Input data>
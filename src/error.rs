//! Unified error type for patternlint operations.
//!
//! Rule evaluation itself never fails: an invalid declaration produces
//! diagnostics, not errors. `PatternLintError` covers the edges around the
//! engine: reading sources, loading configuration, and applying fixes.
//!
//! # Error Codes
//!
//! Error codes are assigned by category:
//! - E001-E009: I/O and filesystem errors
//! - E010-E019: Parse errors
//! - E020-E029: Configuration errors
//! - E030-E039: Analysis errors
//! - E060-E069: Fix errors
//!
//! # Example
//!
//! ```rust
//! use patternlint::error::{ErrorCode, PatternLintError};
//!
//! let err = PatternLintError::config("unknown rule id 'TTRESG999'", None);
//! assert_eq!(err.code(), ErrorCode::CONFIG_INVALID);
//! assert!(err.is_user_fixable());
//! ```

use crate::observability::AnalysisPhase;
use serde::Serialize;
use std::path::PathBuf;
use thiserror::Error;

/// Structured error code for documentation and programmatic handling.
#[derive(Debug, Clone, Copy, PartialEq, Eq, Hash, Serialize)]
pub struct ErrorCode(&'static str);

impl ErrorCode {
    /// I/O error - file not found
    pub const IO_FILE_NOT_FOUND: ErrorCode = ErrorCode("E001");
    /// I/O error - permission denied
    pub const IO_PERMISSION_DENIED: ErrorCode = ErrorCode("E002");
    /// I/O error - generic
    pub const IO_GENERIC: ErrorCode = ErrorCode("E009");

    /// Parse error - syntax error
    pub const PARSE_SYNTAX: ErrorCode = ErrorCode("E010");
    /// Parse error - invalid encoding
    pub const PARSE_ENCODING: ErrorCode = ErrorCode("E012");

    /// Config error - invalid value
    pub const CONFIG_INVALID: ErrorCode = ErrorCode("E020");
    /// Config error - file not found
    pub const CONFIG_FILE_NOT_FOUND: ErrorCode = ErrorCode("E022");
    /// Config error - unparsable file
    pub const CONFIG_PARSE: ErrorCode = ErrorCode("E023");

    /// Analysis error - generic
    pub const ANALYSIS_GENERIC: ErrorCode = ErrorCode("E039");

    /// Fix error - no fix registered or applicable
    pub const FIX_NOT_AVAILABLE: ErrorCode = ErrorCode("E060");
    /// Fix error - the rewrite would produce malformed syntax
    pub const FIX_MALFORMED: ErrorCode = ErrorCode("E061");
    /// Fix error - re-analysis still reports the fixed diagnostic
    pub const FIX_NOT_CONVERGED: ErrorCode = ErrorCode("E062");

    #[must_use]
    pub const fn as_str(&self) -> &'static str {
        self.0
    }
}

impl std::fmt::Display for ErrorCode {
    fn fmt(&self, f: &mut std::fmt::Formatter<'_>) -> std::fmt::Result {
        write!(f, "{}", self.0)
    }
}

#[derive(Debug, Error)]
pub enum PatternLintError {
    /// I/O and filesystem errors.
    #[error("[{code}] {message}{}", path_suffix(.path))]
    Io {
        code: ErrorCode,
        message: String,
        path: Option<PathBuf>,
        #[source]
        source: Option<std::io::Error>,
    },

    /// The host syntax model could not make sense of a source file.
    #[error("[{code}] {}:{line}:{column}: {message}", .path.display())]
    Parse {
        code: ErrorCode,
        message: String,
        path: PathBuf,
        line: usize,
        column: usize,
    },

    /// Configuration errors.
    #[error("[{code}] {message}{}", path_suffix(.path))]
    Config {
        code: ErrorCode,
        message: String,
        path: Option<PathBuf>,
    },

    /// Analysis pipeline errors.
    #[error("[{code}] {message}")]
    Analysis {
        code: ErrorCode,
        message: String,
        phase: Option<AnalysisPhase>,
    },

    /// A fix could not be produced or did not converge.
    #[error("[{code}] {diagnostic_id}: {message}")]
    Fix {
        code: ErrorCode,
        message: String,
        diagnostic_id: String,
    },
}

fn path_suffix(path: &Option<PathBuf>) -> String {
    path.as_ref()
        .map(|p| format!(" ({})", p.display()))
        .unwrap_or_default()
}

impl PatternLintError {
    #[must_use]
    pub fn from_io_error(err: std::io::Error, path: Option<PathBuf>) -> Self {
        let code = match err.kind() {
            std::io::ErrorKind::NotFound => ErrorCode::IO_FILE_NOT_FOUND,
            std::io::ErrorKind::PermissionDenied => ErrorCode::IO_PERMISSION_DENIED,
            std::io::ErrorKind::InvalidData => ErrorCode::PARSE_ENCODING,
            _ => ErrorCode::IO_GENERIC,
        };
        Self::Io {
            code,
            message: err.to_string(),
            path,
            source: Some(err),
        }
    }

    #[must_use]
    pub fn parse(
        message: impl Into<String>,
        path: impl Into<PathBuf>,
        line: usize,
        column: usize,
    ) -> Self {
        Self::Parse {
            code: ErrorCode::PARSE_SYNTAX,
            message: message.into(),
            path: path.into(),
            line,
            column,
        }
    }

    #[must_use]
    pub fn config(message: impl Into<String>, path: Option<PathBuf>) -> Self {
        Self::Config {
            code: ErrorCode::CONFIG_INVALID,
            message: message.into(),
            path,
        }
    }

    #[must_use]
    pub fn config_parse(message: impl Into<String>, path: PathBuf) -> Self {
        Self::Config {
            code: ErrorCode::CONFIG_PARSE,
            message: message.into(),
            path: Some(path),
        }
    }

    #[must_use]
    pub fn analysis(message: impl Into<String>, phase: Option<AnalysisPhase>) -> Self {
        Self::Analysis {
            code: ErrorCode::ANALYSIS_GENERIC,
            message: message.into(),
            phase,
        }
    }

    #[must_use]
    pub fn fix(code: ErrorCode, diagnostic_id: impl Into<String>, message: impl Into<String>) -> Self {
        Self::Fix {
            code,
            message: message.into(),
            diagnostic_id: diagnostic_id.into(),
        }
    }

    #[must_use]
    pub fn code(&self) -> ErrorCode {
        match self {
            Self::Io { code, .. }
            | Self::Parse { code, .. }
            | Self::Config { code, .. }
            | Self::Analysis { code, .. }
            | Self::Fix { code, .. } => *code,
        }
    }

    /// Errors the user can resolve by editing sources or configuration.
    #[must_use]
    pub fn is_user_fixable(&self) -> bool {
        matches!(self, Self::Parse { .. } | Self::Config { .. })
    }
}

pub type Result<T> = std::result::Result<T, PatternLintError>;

--

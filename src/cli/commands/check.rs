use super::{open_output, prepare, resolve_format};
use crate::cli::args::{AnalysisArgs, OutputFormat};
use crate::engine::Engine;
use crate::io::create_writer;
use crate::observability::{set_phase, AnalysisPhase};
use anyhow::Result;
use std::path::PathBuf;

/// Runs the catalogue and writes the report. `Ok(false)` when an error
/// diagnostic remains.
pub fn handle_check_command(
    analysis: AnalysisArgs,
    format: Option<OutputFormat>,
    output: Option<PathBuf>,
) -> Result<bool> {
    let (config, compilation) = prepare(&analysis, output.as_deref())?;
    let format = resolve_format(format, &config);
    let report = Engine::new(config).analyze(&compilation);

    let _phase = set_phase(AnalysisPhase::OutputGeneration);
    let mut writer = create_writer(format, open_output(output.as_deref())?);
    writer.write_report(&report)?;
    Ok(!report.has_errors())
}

Work item> Give back the records above exactly, limited to the lines between the one holding "pub const CONFIG_FILE_NOT_FOUND: ErrorCode" and the one holding "registered or applicable", inclusive.

Result of this task>
    pub const CONFIG_FILE_NOT_FOUND: ErrorCode = ErrorCode("E022");
    /// Config error - unparsable file
    pub const CONFIG_PARSE: ErrorCode = ErrorCode("E023");

    /// Analysis error - generic
    pub const ANALYSIS_GENERIC: ErrorCode = ErrorCode("E039");

    /// Fix error - no fix registered or applicable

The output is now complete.